▶ _About this task_
A verbatim reproduction of the lines below, from the line containing "filename src/config.rs" through the line containing "impl EnvironmentProvider for SystemEnvironment", both ends included, is the whole required output.

..........

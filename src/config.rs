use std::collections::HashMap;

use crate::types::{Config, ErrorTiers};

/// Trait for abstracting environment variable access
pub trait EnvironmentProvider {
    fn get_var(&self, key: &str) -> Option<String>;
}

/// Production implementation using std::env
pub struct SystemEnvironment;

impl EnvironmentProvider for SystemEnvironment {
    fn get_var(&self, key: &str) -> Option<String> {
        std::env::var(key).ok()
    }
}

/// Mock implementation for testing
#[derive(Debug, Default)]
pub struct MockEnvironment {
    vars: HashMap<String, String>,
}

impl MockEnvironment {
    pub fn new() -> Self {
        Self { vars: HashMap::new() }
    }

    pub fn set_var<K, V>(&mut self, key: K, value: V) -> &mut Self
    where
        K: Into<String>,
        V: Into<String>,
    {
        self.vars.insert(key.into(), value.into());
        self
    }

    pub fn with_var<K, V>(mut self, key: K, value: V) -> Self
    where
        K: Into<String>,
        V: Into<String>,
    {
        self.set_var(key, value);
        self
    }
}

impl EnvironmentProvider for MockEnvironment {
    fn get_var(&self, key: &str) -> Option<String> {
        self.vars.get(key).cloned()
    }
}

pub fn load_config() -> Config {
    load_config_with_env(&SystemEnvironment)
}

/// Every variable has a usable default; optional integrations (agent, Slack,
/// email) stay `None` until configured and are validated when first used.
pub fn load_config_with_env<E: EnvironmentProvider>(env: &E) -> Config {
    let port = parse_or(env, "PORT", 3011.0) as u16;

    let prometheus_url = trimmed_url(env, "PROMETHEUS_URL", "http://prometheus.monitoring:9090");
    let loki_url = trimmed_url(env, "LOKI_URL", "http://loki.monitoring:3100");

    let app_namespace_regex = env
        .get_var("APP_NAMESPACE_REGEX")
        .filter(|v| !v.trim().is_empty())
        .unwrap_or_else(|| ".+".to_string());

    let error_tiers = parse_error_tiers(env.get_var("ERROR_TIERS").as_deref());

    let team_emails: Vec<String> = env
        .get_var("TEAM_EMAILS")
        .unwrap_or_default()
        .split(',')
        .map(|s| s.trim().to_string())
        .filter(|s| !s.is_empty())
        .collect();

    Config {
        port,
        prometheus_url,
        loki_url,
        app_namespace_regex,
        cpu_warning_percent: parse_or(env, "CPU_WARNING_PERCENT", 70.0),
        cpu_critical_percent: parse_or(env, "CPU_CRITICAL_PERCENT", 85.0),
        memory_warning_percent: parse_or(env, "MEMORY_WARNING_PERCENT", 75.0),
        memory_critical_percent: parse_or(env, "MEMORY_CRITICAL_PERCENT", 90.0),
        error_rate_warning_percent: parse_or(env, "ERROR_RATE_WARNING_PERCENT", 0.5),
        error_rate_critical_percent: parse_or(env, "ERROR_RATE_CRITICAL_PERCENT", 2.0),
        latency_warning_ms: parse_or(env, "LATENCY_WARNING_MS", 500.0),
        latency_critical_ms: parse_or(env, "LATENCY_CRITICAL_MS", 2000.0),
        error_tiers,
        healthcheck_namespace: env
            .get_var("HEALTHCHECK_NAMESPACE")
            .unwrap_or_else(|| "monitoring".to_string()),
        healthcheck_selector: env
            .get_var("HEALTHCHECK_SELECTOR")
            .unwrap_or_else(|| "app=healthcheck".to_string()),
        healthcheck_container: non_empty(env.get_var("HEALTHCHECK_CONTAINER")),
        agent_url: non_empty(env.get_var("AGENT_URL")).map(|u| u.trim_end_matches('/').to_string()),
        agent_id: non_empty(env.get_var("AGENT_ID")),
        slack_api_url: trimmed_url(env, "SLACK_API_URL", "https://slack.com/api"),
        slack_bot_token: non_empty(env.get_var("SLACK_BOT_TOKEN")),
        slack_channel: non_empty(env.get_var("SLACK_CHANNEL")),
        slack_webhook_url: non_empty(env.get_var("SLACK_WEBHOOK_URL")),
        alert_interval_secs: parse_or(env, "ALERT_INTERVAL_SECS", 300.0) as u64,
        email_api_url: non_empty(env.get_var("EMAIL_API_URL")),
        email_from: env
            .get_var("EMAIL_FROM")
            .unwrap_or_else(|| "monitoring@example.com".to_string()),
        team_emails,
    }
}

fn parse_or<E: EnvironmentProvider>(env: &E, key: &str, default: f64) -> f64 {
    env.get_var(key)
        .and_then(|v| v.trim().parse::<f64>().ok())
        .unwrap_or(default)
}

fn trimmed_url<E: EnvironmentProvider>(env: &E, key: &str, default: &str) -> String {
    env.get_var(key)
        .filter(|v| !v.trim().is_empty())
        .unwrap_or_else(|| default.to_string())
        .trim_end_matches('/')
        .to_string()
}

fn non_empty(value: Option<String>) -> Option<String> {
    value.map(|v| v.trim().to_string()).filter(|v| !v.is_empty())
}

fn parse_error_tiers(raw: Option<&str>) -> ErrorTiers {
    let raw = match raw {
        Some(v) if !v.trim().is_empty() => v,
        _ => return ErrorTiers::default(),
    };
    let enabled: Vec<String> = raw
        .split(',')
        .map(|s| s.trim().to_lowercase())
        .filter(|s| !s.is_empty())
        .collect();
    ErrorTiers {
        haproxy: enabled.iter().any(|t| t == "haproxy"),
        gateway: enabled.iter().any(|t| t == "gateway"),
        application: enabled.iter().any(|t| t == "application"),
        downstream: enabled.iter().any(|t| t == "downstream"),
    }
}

..........

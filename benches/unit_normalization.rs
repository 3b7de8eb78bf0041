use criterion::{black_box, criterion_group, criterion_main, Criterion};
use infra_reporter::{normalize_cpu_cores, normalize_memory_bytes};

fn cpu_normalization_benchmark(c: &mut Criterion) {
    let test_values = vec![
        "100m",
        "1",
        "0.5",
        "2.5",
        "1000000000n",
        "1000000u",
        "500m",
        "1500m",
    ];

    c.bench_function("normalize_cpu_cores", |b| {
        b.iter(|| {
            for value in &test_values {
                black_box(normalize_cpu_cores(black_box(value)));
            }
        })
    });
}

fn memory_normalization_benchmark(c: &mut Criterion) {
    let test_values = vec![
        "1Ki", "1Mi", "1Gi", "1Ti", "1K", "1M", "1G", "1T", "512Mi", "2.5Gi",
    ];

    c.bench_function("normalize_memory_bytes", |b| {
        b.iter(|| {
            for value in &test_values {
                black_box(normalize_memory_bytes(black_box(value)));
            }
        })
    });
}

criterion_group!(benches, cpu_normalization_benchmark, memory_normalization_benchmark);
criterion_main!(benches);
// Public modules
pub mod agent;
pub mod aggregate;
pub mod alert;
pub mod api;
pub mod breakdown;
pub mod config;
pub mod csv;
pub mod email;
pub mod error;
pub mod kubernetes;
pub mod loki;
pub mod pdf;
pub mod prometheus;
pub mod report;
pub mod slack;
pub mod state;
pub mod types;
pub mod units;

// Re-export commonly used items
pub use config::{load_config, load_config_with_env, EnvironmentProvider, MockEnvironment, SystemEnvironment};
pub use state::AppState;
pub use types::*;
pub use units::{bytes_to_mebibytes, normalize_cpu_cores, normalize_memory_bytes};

..........

▶ _Output below_
filename src/config.rs
use std::collections::HashMap;

use crate::types::{Config, ErrorTiers};

/// Trait for abstracting environment variable access
pub trait EnvironmentProvider {
    fn get_var(&self, key: &str) -> Option<String>;
}

/// Production implementation using std::env
pub struct SystemEnvironment;

impl EnvironmentProvider for SystemEnvironment {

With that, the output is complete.